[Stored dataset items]
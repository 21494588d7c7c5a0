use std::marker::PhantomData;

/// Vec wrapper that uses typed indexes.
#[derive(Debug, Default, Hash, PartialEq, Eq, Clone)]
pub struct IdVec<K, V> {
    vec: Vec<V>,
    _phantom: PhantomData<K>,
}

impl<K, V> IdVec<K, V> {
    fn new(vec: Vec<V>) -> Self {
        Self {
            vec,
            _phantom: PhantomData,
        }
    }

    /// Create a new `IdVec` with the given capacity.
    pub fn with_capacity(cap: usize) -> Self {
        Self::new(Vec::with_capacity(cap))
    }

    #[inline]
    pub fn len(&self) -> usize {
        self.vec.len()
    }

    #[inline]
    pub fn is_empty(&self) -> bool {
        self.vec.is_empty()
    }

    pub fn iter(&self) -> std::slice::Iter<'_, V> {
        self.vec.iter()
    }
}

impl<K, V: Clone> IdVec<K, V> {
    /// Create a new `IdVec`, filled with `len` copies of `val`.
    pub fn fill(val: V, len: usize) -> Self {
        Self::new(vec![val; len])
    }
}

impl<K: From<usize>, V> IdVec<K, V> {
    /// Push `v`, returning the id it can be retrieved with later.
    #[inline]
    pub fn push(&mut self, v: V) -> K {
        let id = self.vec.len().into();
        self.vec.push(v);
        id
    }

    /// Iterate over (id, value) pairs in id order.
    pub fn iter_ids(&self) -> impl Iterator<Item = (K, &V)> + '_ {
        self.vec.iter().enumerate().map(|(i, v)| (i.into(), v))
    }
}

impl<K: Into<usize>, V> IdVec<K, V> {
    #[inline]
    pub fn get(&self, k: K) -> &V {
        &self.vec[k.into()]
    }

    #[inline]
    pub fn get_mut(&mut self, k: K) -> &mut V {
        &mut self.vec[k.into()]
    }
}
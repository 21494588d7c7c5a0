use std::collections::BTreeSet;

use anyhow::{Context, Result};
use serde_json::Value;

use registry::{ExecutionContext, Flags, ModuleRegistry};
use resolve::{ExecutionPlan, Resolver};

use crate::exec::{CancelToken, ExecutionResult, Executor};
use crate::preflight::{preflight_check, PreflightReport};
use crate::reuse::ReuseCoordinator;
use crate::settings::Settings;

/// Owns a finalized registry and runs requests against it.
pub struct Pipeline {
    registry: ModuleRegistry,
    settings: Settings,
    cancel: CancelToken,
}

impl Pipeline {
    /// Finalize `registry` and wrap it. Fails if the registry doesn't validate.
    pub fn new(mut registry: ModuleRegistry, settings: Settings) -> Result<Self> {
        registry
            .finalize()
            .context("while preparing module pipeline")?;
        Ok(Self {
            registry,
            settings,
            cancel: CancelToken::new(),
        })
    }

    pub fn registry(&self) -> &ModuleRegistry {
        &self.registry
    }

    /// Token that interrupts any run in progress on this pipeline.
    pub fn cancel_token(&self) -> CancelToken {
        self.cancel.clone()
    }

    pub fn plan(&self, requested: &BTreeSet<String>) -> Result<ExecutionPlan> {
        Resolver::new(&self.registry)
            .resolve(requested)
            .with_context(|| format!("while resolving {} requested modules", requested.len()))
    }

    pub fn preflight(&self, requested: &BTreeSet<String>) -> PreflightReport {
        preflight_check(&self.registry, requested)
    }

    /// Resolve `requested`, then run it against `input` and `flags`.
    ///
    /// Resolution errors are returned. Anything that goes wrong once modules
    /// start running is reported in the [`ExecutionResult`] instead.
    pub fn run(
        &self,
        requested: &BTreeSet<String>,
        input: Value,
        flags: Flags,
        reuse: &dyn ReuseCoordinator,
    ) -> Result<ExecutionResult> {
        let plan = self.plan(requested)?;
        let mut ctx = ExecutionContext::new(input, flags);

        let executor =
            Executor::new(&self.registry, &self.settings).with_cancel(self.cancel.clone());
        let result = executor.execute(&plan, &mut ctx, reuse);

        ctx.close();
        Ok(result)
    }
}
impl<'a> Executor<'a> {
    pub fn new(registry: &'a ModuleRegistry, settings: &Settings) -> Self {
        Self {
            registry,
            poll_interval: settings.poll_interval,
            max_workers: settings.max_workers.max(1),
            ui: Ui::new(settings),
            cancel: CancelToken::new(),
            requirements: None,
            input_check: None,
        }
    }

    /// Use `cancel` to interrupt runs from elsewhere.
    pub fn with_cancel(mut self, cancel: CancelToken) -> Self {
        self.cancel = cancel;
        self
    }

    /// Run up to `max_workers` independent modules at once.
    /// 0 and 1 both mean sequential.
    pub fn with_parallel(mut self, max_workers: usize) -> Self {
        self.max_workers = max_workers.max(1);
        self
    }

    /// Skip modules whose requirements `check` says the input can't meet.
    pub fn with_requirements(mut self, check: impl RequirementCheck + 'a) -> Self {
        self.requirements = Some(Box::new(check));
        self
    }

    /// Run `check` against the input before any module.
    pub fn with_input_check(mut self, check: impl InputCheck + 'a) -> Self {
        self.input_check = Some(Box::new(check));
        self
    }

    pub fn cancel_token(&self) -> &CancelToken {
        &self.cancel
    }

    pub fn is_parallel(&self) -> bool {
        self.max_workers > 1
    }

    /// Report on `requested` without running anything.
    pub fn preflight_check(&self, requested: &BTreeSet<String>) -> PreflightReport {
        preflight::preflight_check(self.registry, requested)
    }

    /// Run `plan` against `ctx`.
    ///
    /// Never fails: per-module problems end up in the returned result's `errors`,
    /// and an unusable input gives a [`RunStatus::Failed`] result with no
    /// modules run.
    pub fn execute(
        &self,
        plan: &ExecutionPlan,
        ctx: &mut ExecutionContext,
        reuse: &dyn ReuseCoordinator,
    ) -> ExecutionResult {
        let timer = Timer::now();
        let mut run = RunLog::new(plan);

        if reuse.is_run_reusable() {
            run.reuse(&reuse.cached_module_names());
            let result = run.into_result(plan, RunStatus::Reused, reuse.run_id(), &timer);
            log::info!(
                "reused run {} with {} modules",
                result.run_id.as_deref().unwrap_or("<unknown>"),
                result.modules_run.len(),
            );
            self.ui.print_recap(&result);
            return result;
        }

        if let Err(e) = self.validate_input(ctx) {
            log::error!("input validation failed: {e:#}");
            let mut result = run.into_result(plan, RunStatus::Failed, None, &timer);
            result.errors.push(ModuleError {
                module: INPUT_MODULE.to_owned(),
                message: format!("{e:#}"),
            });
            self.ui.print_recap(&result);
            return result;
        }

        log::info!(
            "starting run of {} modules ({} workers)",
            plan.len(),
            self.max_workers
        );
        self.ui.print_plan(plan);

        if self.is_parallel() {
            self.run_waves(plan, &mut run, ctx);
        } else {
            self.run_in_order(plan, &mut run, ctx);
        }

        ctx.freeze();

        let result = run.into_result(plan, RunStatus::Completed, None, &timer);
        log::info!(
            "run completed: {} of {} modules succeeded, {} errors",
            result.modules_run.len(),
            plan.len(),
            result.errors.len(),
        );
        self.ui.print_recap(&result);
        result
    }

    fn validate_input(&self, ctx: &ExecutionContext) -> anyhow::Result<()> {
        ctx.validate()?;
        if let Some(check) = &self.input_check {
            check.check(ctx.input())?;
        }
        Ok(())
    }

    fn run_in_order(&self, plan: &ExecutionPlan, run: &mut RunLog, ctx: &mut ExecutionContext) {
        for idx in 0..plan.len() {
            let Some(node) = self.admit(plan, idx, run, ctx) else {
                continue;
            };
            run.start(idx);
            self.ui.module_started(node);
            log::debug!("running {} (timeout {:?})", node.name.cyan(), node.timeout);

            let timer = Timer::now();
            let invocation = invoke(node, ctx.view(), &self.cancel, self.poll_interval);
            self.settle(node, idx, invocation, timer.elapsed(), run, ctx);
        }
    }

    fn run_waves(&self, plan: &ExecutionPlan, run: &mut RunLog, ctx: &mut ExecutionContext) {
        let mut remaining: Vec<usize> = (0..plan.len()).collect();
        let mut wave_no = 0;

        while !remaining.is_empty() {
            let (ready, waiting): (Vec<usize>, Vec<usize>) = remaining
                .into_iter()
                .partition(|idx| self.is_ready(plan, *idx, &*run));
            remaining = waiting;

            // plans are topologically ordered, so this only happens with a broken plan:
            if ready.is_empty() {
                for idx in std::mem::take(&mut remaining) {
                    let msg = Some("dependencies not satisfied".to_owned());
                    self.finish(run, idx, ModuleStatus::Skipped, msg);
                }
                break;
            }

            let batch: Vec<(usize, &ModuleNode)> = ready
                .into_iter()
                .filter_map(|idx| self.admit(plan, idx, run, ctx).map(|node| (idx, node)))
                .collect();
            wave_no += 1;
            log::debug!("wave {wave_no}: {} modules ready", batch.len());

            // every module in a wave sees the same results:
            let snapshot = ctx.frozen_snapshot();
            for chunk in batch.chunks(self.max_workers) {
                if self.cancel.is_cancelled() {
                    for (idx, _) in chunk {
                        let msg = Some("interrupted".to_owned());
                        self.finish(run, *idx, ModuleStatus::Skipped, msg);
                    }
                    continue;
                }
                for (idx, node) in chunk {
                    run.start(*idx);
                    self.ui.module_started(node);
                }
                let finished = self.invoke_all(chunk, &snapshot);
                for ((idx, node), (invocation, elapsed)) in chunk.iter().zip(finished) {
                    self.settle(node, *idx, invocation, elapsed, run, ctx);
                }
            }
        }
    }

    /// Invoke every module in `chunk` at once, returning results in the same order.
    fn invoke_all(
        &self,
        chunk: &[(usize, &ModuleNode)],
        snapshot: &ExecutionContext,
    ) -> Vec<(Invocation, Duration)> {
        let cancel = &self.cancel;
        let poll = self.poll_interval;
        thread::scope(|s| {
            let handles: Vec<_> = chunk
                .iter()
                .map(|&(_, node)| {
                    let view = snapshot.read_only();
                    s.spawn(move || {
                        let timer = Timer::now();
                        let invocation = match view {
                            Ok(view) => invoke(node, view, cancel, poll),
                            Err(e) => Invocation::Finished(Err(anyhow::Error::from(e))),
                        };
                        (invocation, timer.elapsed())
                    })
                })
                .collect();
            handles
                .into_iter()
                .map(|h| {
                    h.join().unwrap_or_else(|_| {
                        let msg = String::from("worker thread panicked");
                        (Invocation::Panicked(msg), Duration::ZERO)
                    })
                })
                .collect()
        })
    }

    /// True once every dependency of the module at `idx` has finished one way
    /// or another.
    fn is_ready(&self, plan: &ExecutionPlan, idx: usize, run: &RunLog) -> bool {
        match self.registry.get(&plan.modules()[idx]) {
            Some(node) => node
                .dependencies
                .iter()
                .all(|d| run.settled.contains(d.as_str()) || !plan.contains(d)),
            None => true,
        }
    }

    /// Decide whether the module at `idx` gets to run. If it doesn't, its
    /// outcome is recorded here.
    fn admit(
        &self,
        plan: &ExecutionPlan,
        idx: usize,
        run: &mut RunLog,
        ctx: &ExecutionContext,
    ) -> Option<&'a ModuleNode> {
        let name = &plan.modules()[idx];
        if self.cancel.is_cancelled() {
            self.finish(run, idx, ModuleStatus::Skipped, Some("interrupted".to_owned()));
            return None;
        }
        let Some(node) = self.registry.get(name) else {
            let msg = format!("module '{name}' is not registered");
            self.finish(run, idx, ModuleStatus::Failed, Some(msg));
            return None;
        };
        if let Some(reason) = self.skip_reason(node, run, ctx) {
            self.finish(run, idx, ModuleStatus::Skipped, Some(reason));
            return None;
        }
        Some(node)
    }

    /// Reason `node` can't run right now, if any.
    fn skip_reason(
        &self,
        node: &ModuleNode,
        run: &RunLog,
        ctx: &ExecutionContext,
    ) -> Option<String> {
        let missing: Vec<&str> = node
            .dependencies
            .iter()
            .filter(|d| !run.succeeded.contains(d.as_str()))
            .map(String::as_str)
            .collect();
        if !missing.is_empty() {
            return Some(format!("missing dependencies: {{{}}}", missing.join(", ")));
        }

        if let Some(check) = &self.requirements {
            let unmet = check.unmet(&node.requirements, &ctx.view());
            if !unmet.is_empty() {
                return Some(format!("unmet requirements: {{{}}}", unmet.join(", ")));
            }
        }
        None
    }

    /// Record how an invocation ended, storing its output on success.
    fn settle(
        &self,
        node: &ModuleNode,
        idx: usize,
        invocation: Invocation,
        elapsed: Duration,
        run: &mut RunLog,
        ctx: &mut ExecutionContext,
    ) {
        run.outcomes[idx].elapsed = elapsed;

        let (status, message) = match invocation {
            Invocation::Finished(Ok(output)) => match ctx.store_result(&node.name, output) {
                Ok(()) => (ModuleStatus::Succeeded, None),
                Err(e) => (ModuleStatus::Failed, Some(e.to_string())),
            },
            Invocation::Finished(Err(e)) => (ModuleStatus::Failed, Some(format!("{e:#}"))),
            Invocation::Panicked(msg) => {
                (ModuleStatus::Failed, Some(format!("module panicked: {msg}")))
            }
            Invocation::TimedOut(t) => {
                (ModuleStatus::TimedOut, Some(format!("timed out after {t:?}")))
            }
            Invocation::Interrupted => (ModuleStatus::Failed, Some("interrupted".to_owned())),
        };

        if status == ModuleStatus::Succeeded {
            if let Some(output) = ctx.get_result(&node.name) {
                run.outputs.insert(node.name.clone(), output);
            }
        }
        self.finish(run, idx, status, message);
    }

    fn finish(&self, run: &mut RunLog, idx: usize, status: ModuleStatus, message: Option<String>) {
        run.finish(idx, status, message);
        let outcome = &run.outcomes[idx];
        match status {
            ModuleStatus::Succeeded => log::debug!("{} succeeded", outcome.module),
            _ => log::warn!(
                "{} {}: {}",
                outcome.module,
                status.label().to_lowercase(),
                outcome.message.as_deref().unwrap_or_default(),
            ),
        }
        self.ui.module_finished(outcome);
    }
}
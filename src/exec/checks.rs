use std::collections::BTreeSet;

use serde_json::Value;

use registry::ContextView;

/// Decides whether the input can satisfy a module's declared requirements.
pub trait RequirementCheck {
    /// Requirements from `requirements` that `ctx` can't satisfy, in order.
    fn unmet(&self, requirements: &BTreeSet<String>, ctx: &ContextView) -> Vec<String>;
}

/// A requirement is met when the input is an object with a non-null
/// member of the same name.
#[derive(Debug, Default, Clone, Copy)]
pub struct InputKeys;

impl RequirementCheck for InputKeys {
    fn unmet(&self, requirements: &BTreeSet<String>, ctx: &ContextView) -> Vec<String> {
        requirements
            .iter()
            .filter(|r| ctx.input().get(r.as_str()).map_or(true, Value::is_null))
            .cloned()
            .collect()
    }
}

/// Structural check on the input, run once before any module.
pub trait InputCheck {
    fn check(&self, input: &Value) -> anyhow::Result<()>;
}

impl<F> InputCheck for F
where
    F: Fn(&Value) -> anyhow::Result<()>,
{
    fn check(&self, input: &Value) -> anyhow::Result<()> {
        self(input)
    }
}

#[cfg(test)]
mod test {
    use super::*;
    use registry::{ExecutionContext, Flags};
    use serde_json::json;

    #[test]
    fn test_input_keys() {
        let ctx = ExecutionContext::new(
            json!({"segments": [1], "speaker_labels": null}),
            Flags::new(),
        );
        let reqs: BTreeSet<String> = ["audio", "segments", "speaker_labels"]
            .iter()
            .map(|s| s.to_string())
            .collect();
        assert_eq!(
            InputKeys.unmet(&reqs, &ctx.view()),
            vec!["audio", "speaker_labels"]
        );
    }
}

§ **TASK STATEMENT**
Return all lines above that mention the word "InputKeys".

§ **TASK RESULT**
pub struct InputKeys;
impl RequirementCheck for InputKeys {
            InputKeys.unmet(&reqs, &ctx.view()),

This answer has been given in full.